China’s Belt and Road Initiative (BRI) could speed up economic development and reduce poverty for dozens of developing nations, the World Bank said on Tuesday in a report that called for deep policy reforms and more transparency for the initiative.
The long-delayed report said that the initiative — a string of ports, railways, roads, bridges and other investments connecting China to Europe via central and southern Asia — could lift 32 million people out of moderate poverty conditions if implemented fully, the World Bank said.
Still, there are “significant risks,” it added.
“Achieving the ambitions of the Belt and Road Initiative will require equally ambitious reforms from participating countries,” World Bank vice president for equitable growth Ceyla Pazarbasioglu said in a statement.
“Improvements in data reporting and transparency — especially around debt — open government procurement, and adherence to the highest social and environmental standards will help significantly,” she added.
New World Bank president David Malpass in April skipped China’s second Belt and Road summit in Beijing to take his first foreign trip to Africa instead.
Malpass was a critic of the initiative when he was an official at the US Department of the Treasury, saying that it was saddling some nations with unsustainable debts.
The report found that for some countries, the costs of new infrastructure could outweigh potential economic gains and the benefits would be unevenly distributed among participating countries.
Real income gains in the Kyrgyz Republic, Pakistan and Thailand could be higher than 8 percent, but Azerbaijan, Mongolia and Tajikistan could experience negative welfare gains due to high infrastructure costs, the analysis showed.
Real income for Belt and Road corridor economies could be two to four times larger if they ease trade restrictions and institute reforms to reduce border delays, the World Bank said.
Increased private-sector participation in the project, now dominated by China’s state-owned banks and enterprises, could help sustain the initiative in the long run, but participating nations would need to institute reforms to improve their investment climates, including stronger legal protections and regulations, the report said.
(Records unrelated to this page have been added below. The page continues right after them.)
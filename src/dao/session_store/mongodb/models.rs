use mongodb::bson::{DateTime, Document, doc};
use serde::{Deserialize, Serialize};
use uuid::Uuid;

use crate::dao::models::{CredentialEntity, GameSessionEntity, UserEntity};

use super::error::MongoDaoError;

// Identifiers are stored as canonical UUID strings so filters built with `doc!` match the
// serialized documents exactly.

#[derive(Debug, Clone, Serialize, Deserialize)]
pub struct MongoUserDocument {
    #[serde(rename = "_id")]
    id: String,
    name: String,
    email: String,
    friends: Vec<String>,
    created_at: DateTime,
    revision: i64,
}

impl From<UserEntity> for MongoUserDocument {
    fn from(value: UserEntity) -> Self {
        Self {
            id: value.id.to_string(),
            name: value.name,
            email: value.email,
            friends: value.friends.iter().map(Uuid::to_string).collect(),
            created_at: DateTime::from_system_time(value.created_at),
            revision: value.revision as i64,
        }
    }
}

impl TryFrom<MongoUserDocument> for UserEntity {
    type Error = MongoDaoError;

    fn try_from(value: MongoUserDocument) -> Result<Self, Self::Error> {
        Ok(Self {
            id: parse_id(&value.id)?,
            name: value.name,
            email: value.email,
            friends: parse_ids(&value.friends)?,
            created_at: value.created_at.to_system_time(),
            revision: value.revision as u64,
        })
    }
}

#[derive(Debug, Clone, Serialize, Deserialize)]
pub struct MongoSessionDocument {
    #[serde(rename = "_id")]
    id: String,
    title: String,
    location: Option<String>,
    scheduled_time: Option<DateTime>,
    catalog_id: String,
    min_players: Option<i64>,
    max_players: Option<i64>,
    creator: String,
    owner: String,
    hosts: Vec<String>,
    players: Vec<String>,
    teachers: Vec<String>,
    created_at: DateTime,
    updated_at: DateTime,
    revision: i64,
}

impl From<GameSessionEntity> for MongoSessionDocument {
    fn from(value: GameSessionEntity) -> Self {
        Self {
            id: value.id.to_string(),
            title: value.title,
            location: value.location,
            scheduled_time: value.scheduled_time.map(DateTime::from_system_time),
            catalog_id: value.catalog_id,
            min_players: value.min_players.map(i64::from),
            max_players: value.max_players.map(i64::from),
            creator: value.creator.to_string(),
            owner: value.owner.to_string(),
            hosts: value.hosts.iter().map(Uuid::to_string).collect(),
            players: value.players.iter().map(Uuid::to_string).collect(),
            teachers: value.teachers.iter().map(Uuid::to_string).collect(),
            created_at: DateTime::from_system_time(value.created_at),
            updated_at: DateTime::from_system_time(value.updated_at),
            revision: value.revision as i64,
        }
    }
}

impl TryFrom<MongoSessionDocument> for GameSessionEntity {
    type Error = MongoDaoError;

    fn try_from(value: MongoSessionDocument) -> Result<Self, Self::Error> {
        Ok(Self {
            id: parse_id(&value.id)?,
            title: value.title,
            location: value.location,
            scheduled_time: value.scheduled_time.map(DateTime::to_system_time),
            catalog_id: value.catalog_id,
            min_players: value.min_players.map(|count| count as u32),
            max_players: value.max_players.map(|count| count as u32),
            creator: parse_id(&value.creator)?,
            owner: parse_id(&value.owner)?,
            hosts: parse_ids(&value.hosts)?,
            players: parse_ids(&value.players)?,
            teachers: parse_ids(&value.teachers)?,
            created_at: value.created_at.to_system_time(),
            updated_at: value.updated_at.to_system_time(),
            revision: value.revision as u64,
        })
    }
}

/// Credentials use the normalized email as primary key, which makes duplicates impossible.
#[derive(Debug, Clone, Serialize, Deserialize)]
pub struct MongoCredentialDocument {
    #[serde(rename = "_id")]
    email: String,
    user_id: String,
    salt: String,
    password_hash: String,
}

impl From<CredentialEntity> for MongoCredentialDocument {
    fn from(value: CredentialEntity) -> Self {
        Self {
            email: value.email,
            user_id: value.user_id.to_string(),
            salt: value.salt,
            password_hash: value.password_hash,
        }
    }
}

impl TryFrom<MongoCredentialDocument> for CredentialEntity {
    type Error = MongoDaoError;

    fn try_from(value: MongoCredentialDocument) -> Result<Self, Self::Error> {
        Ok(Self {
            user_id: parse_id(&value.user_id)?,
            email: value.email,
            salt: value.salt,
            password_hash: value.password_hash,
        })
    }
}

pub fn doc_id(id: impl ToString) -> Document {
    doc! {"_id": id.to_string()}
}

fn parse_id(value: &str) -> Result<Uuid, MongoDaoError> {
    Uuid::parse_str(value).map_err(|_| MongoDaoError::InvalidId {
        value: value.to_owned(),
    })
}

fn parse_ids(values: &[String]) -> Result<Vec<Uuid>, MongoDaoError> {
    values.iter().map(|value| parse_id(value)).collect()
}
“Little is known about the processes for selecting firms” for Belt and Road projects, the report said. “Moving toward international good practices such as open and transparent public procurement would increase the likelihood that BRI projects are allocated to the firms best placed to implement them.”
There was also a need to increase transparency of debt terms and conditions for projects to allow governments to assess the risks to their ability to sustain debt, the report said.